Political Nihilism

I seem to find myself using a lot of big words and interesting new vocabulary these days. Nihilism is defined as “the rejection of all religious and moral principles, in the belief that life is meaningless.” It is a term that got its roots (ironically) in early 20th century Russia. Political nihilism definitely got its roots there.

Let’s follow the logica progression. It starts with the assumption that all parties (or individuals) come in with hands unclean. The Russians used this tactic as a way to ward off criticism of human rights abuses by simply pointing out that your people (whoever is levying the charge) had done the same. Stalin killed more than a few million people? Well, your government killed countless Native Americans. The Russians have oppressed their people for centuries? Well, your government had slavery and Jim Crow.

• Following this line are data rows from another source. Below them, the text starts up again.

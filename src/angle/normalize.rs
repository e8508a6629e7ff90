//! Range reduction into [0°, 360°).
//!
//! Reduction is a single `fmod` plus one conditional add, not a subtraction
//! loop, so far-out inputs like 1e9 degrees cost the same as nearby ones.

use libm::fmod;

use crate::constants::FULL_CIRCLE_DEG;

/// Wraps a degree value into [0°, 360°).
///
/// # Example
///
/// ```
/// use skyangle::wrap_0_360;
///
/// assert_eq!(wrap_0_360(725.0), 5.0);
/// assert_eq!(wrap_0_360(-90.0), 270.0);
/// assert_eq!(wrap_0_360(360.0), 0.0);
/// ```
#[inline]
pub fn wrap_0_360(deg: f64) -> f64 {
    let mut reduced = fmod(deg, FULL_CIRCLE_DEG);
    if reduced < 0.0 {
        reduced += FULL_CIRCLE_DEG;
    }
    // A tiny negative remainder plus 360.0 can round to exactly 360.0, which
    // would fall outside the half-open range.
    if reduced >= FULL_CIRCLE_DEG {
        reduced -= FULL_CIRCLE_DEG;
    }
    reduced
}
use skyangle::constants::ARCSEC_PER_DEG;
use skyangle::{deg, hours, parse_degrees, parse_hours, rad, wrap_0_360, Angle, Error};

const ARCSEC: f64 = 1.0 / ARCSEC_PER_DEG;

// --- Construction and views ---

#[test]
fn degree_and_hour_views_describe_one_value() {
    let a = Angle::from_degrees(187.5);
    assert_eq!(a.hours(), 12.5);
    let b = Angle::from_hours(12.5);
    assert_eq!(b.degrees(), 187.5);
}

#[test]
fn free_constructors_match_methods() {
    assert_eq!(deg(45.5), Angle::from_degrees(45.5));
    assert_eq!(hours(3.0), Angle::from_hours(3.0));
    assert_eq!(rad(0.0), Angle::ZERO);
}

#[test]
fn radians_set_then_read_back_exactly() {
    let mut a = Angle::ZERO;
    a.set_radians(skyangle::constants::PI);
    assert_eq!(a.radians(), skyangle::constants::PI);
}

// --- Sexagesimal round trips ---

#[test]
fn parts_reconstruct_within_one_arcsecond() {
    for i in -359..360 {
        for &frac in &[0.0, 0.25, 0.2371, 0.625] {
            let d = f64::from(i) + frac;
            let a = Angle::from_degrees(d);
            let rebuilt = Angle::from_dms(a.degree(), a.arcmin(), a.arcsec(), 0);
            let diff = (rebuilt.degrees() - d).abs();
            assert!(diff <= ARCSEC + 1e-9, "degrees {d}: off by {diff}");
        }
    }
}

#[test]
fn hour_parts_reconstruct_within_one_second() {
    // One second of time is 1/3600 hour.
    let second_of_time = 1.0 / 3600.0;
    for &h in &[-23.7, -12.0, -0.4, 0.0, 0.3, 6.55, 23.9] {
        let a = Angle::from_hours(h);
        let rebuilt = Angle::from_hms(a.hour(), a.minute(), a.second(), 0);
        let diff = (rebuilt.hours() - h).abs();
        assert!(diff <= second_of_time + 1e-9, "hours {h}: off by {diff}");
    }
}

#[test]
fn fractional_negative_angle_keeps_its_sign_through_parts() {
    let a = Angle::from_degrees(-0.25);
    assert_eq!((a.degree(), a.arcmin(), a.arcsec()), (0, -15, 0));
    let rebuilt = Angle::from_dms(a.degree(), a.arcmin(), a.arcsec(), 0);
    assert!((rebuilt.degrees() + 0.25).abs() < 1e-12);
}

// --- Caching across mutation ---

#[test]
fn trig_cache_follows_mutation() {
    let mut a = Angle::from_degrees(30.0);
    let _ = a.sin_cos();
    a.set_degrees(90.0);
    let (sin, cos) = a.sin_cos();
    assert!((sin - 1.0).abs() < 1e-12);
    assert!(cos.abs() < 1e-12);
}

#[test]
fn repeated_reads_are_bit_stable() {
    let a = Angle::from_degrees(123.456);
    assert_eq!(a.radians(), a.radians());
    assert_eq!(a.sin_cos(), a.sin_cos());
}

// --- Normalization ---

#[test]
fn normalized_lands_in_range_for_wild_inputs() {
    for &d in &[-1e-14, -0.001, 360.0, 725.0, -725.0, 1.0e9, -1.0e9] {
        let n = Angle::from_degrees(d).normalized();
        assert!(
            (0.0..360.0).contains(&n.degrees()),
            "degrees {d} wrapped to {}",
            n.degrees()
        );
    }
}

#[test]
fn normalized_keeps_in_range_value() {
    let a = Angle::from_degrees(123.456).normalized();
    assert_eq!(a.degrees(), 123.456);
    assert_eq!(wrap_0_360(123.456), 123.456);
}

// --- Parse-format flows ---

#[test]
fn parsed_right_ascension_formats_back() {
    let ra = parse_hours("12:30:00").unwrap();
    assert_eq!(ra.to_hms_string(), "12h 30m 00s");
    assert_eq!(ra.degrees(), 187.5);
}

#[test]
fn parsed_declination_keeps_sign_slot() {
    let dec = parse_degrees("0 -30 0").unwrap();
    assert_eq!(dec.to_dms_string(false), "-0° 30' 00\"");
    assert!((dec.degrees() + 0.5).abs() < 1e-12);
}

#[test]
fn parse_rejects_garbage_and_non_finite() {
    assert!(matches!(
        parse_degrees("abc"),
        Err(Error::MalformedAngle(_))
    ));
    assert!(matches!(parse_degrees("inf"), Err(Error::NonFinite(_))));
}

#[test]
fn hour_sign_boundary_formats() {
    assert_eq!(Angle::from_degrees(-7.5).to_hms_string(), "00h -30m 00s");
    assert_eq!(Angle::from_degrees(-15.0).to_hms_string(), "-1h 00m 00s");
}

// --- Arithmetic flows ---

#[test]
fn sum_past_a_turn_normalizes() {
    let total = (Angle::from_degrees(350.0) + Angle::from_degrees(20.0)).normalized();
    assert_eq!(total.degrees(), 10.0);
}

#[test]
fn hour_angle_difference() {
    let lst = Angle::from_hours(14.0);
    let ra = Angle::from_hours(12.5);
    let ha = lst - ra;
    assert_eq!(ha.hours(), 1.5);
    assert_eq!(ha.to_hms_string(), "01h 30m 00s");
}
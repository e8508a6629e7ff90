//! Serde support: an [`Angle`] serializes as its bare degree value.

use serde::{Deserialize, Deserializer, Serialize, Serializer};

use super::Angle;

impl Serialize for Angle {
    fn serialize<S: Serializer>(&self, serializer: S) -> Result<S::Ok, S::Error> {
        serializer.serialize_f64(self.degrees())
    }
}

impl<'de> Deserialize<'de> for Angle {
    fn deserialize<D: Deserializer<'de>>(deserializer: D) -> Result<Self, D::Error> {
        f64::deserialize(deserializer).map(Angle::from_degrees)
    }
}
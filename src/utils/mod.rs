pub mod attrs;
pub mod display_name;
pub mod error;
pub mod logger;
pub mod monitor;
pub mod validation;
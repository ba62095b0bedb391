use crate::domain::model::{Entry, InvoiceStatus, ProcessedInvoice};
use crate::utils::attrs::title_case;
use crate::utils::error::{ExtractorError, Result};
use serde::Serialize;
use serde_json::Value;
use std::collections::HashMap;

/// 摘要類型的項目放在分組之後，不自成一組
pub const SUMMARY_TYPES: &[&str] = &["subtotal", "total", "due", "tax", "discount", "adjustment"];

struct EntryGroup<'a> {
    entry_type: String,
    entries: Vec<&'a Entry>,
}

fn group_entries(entries: &[Entry]) -> (Vec<EntryGroup<'_>>, Vec<&Entry>) {
    let mut groups: Vec<EntryGroup<'_>> = Vec::new();
    let mut summary = Vec::new();

    for entry in entries {
        let entry_type = entry.entry_type.as_deref().unwrap_or("other");
        if SUMMARY_TYPES.contains(&entry_type) {
            summary.push(entry);
            continue;
        }
        match groups.iter_mut().find(|g| g.entry_type == entry_type) {
            Some(group) => group.entries.push(entry),
            None => groups.push(EntryGroup {
                entry_type: entry_type.to_string(),
                entries: vec![entry],
            }),
        }
    }

    (groups, summary)
}

/// Attr keys ordered by how many entries use them, then by name.
fn collect_attr_keys(entries: &[&Entry]) -> Vec<String> {
    let mut counts: HashMap<&str, usize> = HashMap::new();
    for entry in entries {
        for key in entry.attrs.iter().flat_map(|attrs| attrs.keys()) {
            *counts.entry(key.as_str()).or_default() += 1;
        }
    }

    let mut keys: Vec<(&str, usize)> = counts.into_iter().collect();
    keys.sort_by(|a, b| b.1.cmp(&a.1).then_with(|| a.0.cmp(b.0)));
    keys.into_iter().map(|(key, _)| key.to_string()).collect()
}

fn quote(value: &str) -> String {
    format!("\"{}\"", value.replace('"', "\"\""))
}

fn row<I, S>(values: I) -> String
where
    I: IntoIterator<Item = S>,
    S: AsRef<str>,
{
    values
        .into_iter()
        .map(|v| quote(v.as_ref()))
        .collect::<Vec<_>>()
        .join(",")
}

fn amount_text(amount: Option<f64>) -> String {
    amount.map(|a| a.to_string()).unwrap_or_default()
}

fn attr_text(value: Option<&Value>) -> String {
    match value {
        None | Some(Value::Null) => String::new(),
        Some(Value::String(s)) => s.clone(),
        Some(Value::Number(n)) => n.as_f64().map(|f| f.to_string()).unwrap_or_else(|| n.to_string()),
        Some(other) => other.to_string(),
    }
}

/// Human-oriented CSV for one invoice: header block, one block per entry
/// type with its attrs as columns, then summary rows and the totals.
pub fn build_invoice_csv(invoice: &ProcessedInvoice) -> String {
    let extraction = &invoice.extraction;
    let mut lines: Vec<String> = Vec::new();

    lines.push(row(["Invoice", invoice.display_name.as_str()]));
    let header_fields = [
        ("Supplier", &extraction.supplier_name),
        ("Invoice #", &extraction.invoice_number),
        ("Date", &extraction.invoice_date),
        ("Currency", &extraction.currency),
    ];
    for (label, value) in header_fields {
        if let Some(value) = value.as_deref().filter(|v| !v.is_empty()) {
            lines.push(row([label, value]));
        }
    }
    lines.push(String::new());

    if !extraction.entries.is_empty() {
        let (groups, summary) = group_entries(&extraction.entries);

        for group in &groups {
            let keys = collect_attr_keys(&group.entries);
            lines.push(quote(&title_case(&group.entry_type)));

            let mut headers = vec!["Entry".to_string(), "Amount".to_string()];
            headers.extend(keys.iter().cloned());
            lines.push(row(&headers));

            for entry in &group.entries {
                let mut values = vec![entry.label.clone(), amount_text(entry.amount)];
                values.extend(
                    keys.iter()
                        .map(|key| attr_text(entry.attrs.as_ref().and_then(|a| a.get(key)))),
                );
                lines.push(row(&values));
            }
            lines.push(String::new());
        }

        if !summary.is_empty() {
            for entry in summary {
                lines.push(row([entry.label.clone(), amount_text(entry.amount)]));
            }
            lines.push(String::new());
        }
    }

    if let Some(total) = extraction.total_amount {
        lines.push(row(["Total".to_string(), total.to_string()]));
    }
    if let Some(gst) = extraction.gst_amount {
        lines.push(row(["GST".to_string(), gst.to_string()]));
    }

    lines.join("\n")
}

/// Column order of `SummaryRow`.
const SUMMARY_HEADERS: [&str; 16] = [
    "source_file",
    "display_name",
    "status",
    "invoice_date",
    "supplier_name",
    "invoice_number",
    "total_amount",
    "gst_amount",
    "currency",
    "gst_number",
    "due_date",
    "entry_count",
    "ocr_tier",
    "turns_used",
    "corrections",
    "error",
];

#[derive(Debug, Serialize)]
struct SummaryRow<'a> {
    source_file: &'a str,
    display_name: &'a str,
    status: &'static str,
    invoice_date: Option<&'a str>,
    supplier_name: Option<&'a str>,
    invoice_number: Option<&'a str>,
    total_amount: Option<f64>,
    gst_amount: Option<f64>,
    currency: Option<&'a str>,
    gst_number: Option<&'a str>,
    due_date: Option<&'a str>,
    entry_count: usize,
    ocr_tier: Option<u8>,
    turns_used: usize,
    corrections: usize,
    error: Option<&'a str>,
}

/// One row per processed document, for spreadsheets.
pub fn build_summary_csv(invoices: &[ProcessedInvoice]) -> Result<String> {
    // 空批次也要有標題列
    let mut writer = csv::WriterBuilder::new()
        .has_headers(false)
        .from_writer(Vec::new());
    writer.write_record(SUMMARY_HEADERS)?;

    for invoice in invoices {
        let e = &invoice.extraction;
        writer.serialize(SummaryRow {
            source_file: &invoice.source_path,
            display_name: &invoice.display_name,
            status: match invoice.status {
                InvoiceStatus::Draft => "draft",
                InvoiceStatus::Error => "error",
            },
            invoice_date: e.invoice_date.as_deref(),
            supplier_name: e.supplier_name.as_deref(),
            invoice_number: e.invoice_number.as_deref(),
            total_amount: e.total_amount,
            gst_amount: e.gst_amount,
            currency: e.currency.as_deref(),
            gst_number: e.gst_number.as_deref(),
            due_date: e.due_date.as_deref(),
            entry_count: e.entries.len(),
            ocr_tier: invoice.ocr_tier.map(|t| t.number()),
            turns_used: invoice.turns_used,
            corrections: invoice.corrections.len(),
            error: invoice.error_message.as_deref(),
        })?;
    }

    let bytes = writer.into_inner().map_err(|e| ExtractorError::ProcessingError {
        message: format!("failed to flush summary CSV: {}", e),
    })?;
    String::from_utf8(bytes).map_err(|e| ExtractorError::ProcessingError {
        message: format!("summary CSV is not UTF-8: {}", e),
    })
}

#[cfg(test)]
mod tests {
    use super::*;
    use crate::domain::model::{InvoiceExtraction, OcrTier};
    use serde_json::json;

    fn power_bill() -> ProcessedInvoice {
        let mut usage = Entry::new("Anytime usage", Some(99.66), Some("electricity"));
        usage.attrs = json!({"unit_amount": 278.0, "unit_price": 0.3585, "unit": "kWh"})
            .as_object()
            .cloned();
        let mut daily = Entry::new("Daily charge", Some(31.0), Some("electricity"));
        daily.attrs = json!({"unit_amount": 31, "unit": "days"}).as_object().cloned();

        ProcessedInvoice {
            source_path: "bills/mercury.pdf".to_string(),
            display_name: "2024-07-31 Mercury #INV-88".to_string(),
            status: InvoiceStatus::Draft,
            extraction: InvoiceExtraction {
                invoice_date: Some("2024-07-31".to_string()),
                supplier_name: Some("Mercury \"Energy\"".to_string()),
                invoice_number: Some("INV-88".to_string()),
                total_amount: Some(150.0),
                gst_amount: Some(19.57),
                currency: Some("NZD".to_string()),
                entries: vec![
                    usage,
                    daily,
                    Entry::new("Prompt payment discount", Some(-5.5), Some("discount")),
                    Entry::new("Broadband", Some(24.84), None),
                    Entry::new("Total due", Some(150.0), Some("total")),
                ],
                ..Default::default()
            },
            ocr_tier: Some(OcrTier::TextLayer),
            raw_extracted_text: None,
            raw_conversation: None,
            corrections: vec![],
            turns_used: 3,
            error_message: None,
        }
    }

    #[test]
    fn test_invoice_csv_groups_entries_by_type() {
        let csv = build_invoice_csv(&power_bill());
        let lines: Vec<&str> = csv.lines().collect();

        assert_eq!(lines[0], r#""Invoice","2024-07-31 Mercury #INV-88""#);
        assert_eq!(lines[1], r#""Supplier","Mercury ""Energy""""#);
        assert_eq!(lines[5], "");
        assert_eq!(lines[6], r#""Electricity""#);
        assert_eq!(lines[7], r#""Entry","Amount","unit","unit_amount","unit_price""#);
        assert_eq!(lines[8], r#""Anytime usage","99.66","kWh","278","0.3585""#);
        assert_eq!(lines[9], r#""Daily charge","31","days","31","""#);
        assert_eq!(lines[11], r#""Other""#);
        assert!(csv.contains(r#""Prompt payment discount","-5.5""#));
        assert!(csv.ends_with("\"Total\",\"150\"\n\"GST\",\"19.57\""));
    }

    #[test]
    fn test_invoice_csv_without_entries() {
        let mut invoice = power_bill();
        invoice.extraction.entries.clear();
        invoice.extraction.gst_amount = None;

        let csv = build_invoice_csv(&invoice);
        assert!(csv.ends_with("\n\n\"Total\",\"150\""));
    }

    #[test]
    fn test_summary_csv() {
        let mut failed = power_bill();
        failed.source_path = "bills/broken.pdf".to_string();
        failed.status = InvoiceStatus::Error;
        failed.extraction = InvoiceExtraction::default();
        failed.ocr_tier = None;
        failed.error_message = Some("PDF text extraction failed: bad xref".to_string());

        let csv = build_summary_csv(&[power_bill(), failed]).unwrap();
        let mut reader = csv::Reader::from_reader(csv.as_bytes());

        let headers = reader.headers().unwrap().clone();
        assert_eq!(&headers[0], "source_file");
        assert_eq!(&headers[2], "status");

        let rows: Vec<csv::StringRecord> = reader.records().map(|r| r.unwrap()).collect();
        assert_eq!(rows.len(), 2);
        assert_eq!(&rows[0][2], "draft");
        assert_eq!(&rows[0][6], "150.0");
        assert_eq!(&rows[1][2], "error");
        assert_eq!(&rows[1][6], "");
        assert_eq!(&rows[1][15], "PDF text extraction failed: bad xref");
    }

    #[test]
    fn test_empty_summary_has_header() {
        let csv = build_summary_csv(&[]).unwrap();
        assert_eq!(csv.lines().count(), 1);
        assert!(csv.starts_with("source_file,display_name,status,"));
        assert!(csv.trim_end().ends_with(",error"));
    }
}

You see friends and family that have unwittingly bought into this line of thinking in political terms. Candidate A is a horrible person that committed crimes and steals whenever he or she can. Candidate B had an affair and lied about it. So, they are both horrible people and their “crimes” cancel each other out.

Political nihilism is in some ways worse than the orginal kind because it involves two key elements that threaten to destroy everything our country has built up until this point. The first one is closely related to the original definition. Essentially, the concept of overriding principles that govern everything we do as a body politic no longer exist. Everything is transactional. We shouldn’t base anything on what we have traditionally believed to be true. It’s all about what we get in the moment.

Donald Trump seems to be on the forefront of this revolution. Conservatives used to be for personal responsibility. They used to be for free trade. They used to be for fiscal conservatism. They used to be for standing up for our allies and against our enemies. They are not for any of these anymore. In fact, you can find no greater symbol of political nihilism than the fact that they have no party platform. Officially, they are just rubber stamping 2016’s, but really they are pledging fealty to Trump. It’s all transactional.

As a fact of history, platforms and core beliefs shift. Yet, each party has always had them. You could stand proudly and declare that you were a Democrat or a Republican and that means you stand for X, Y, and Z. It served as a moral compass. Sometimes those principles were religious in nature. Sometimes they weren’t, but they were surely moral principles just the same.

The second part of political nihilism is the scariest part to me. It is a general attack on objective truth. Mind you, no one seriously comes out and says there is no objective truth. That would be political suicide. Instead, we simply eat away at the institutions that are the arbiters of objective truth and fact. They become “fake news.”

So, whenever a media outlet reports something we don’t like it becomes fake news. This isn’t about just Trump. This has been going on for decades. There has been a very organized attack against the mainstream media. You’ve probably heard people call it the lamestream media. Suddenly, well respected outlets like the Washington Post and New York Times have become liberal shills.

Well meaning folks will admit there are right wing sources that do the same, but it serves the same purpose. There is objective truth, but there is nowhere I can go to find it. The end result is that people simply find sources that tell them what they want to hear. Those sources become reliable sources. If I dismiss all information from certain sources because I assume they are biased then I effectively can shut down any debate or discussion. If we can’t agree on the facts then we might as well not debate at all.

So, what we are seeing these days is the intersection of three very dangerous principles. The first principle was the fact that all countries and all people have done bad things and they’ve all lied, so there is no moral or ethical ground to stand on. I can vote or support whoever I like with impunity because they are all bad people.

Secondly, we don’t need political, social, ethical, and religious guardrails in our society. We can do whatever we want in the moment. It is the subtle difference between moral relativism and simply having no morals. The first simply comes to the belief that you and I can reach different conclusions as to what is absolutely morally right. However, each of us should have a moral code we live by. This is why the president’s comments about service seem so abhorant and yet make so much sense when you think about his psychological makeup. He doesn’t understand that some people would do something where they don’t necessarily benefit in some way monetarily. The entire concept of selflessness is foreign to him.

Finally, we get the war on facts. This one has been going on longer than Trump has been around, but he has taken full advantage of it. He’s lied more than 20,000 times as president and yet it doesn’t seem to stick. His followers just cry “fake news” and move on. You get the intersection of these three horrible trends together and you understand where we are as a society and body politic. There is no objective fact we can agree on, everyone is a liar and a cheat, and there are no principles we need to live by. It’s no wonder so many of us are so despondent.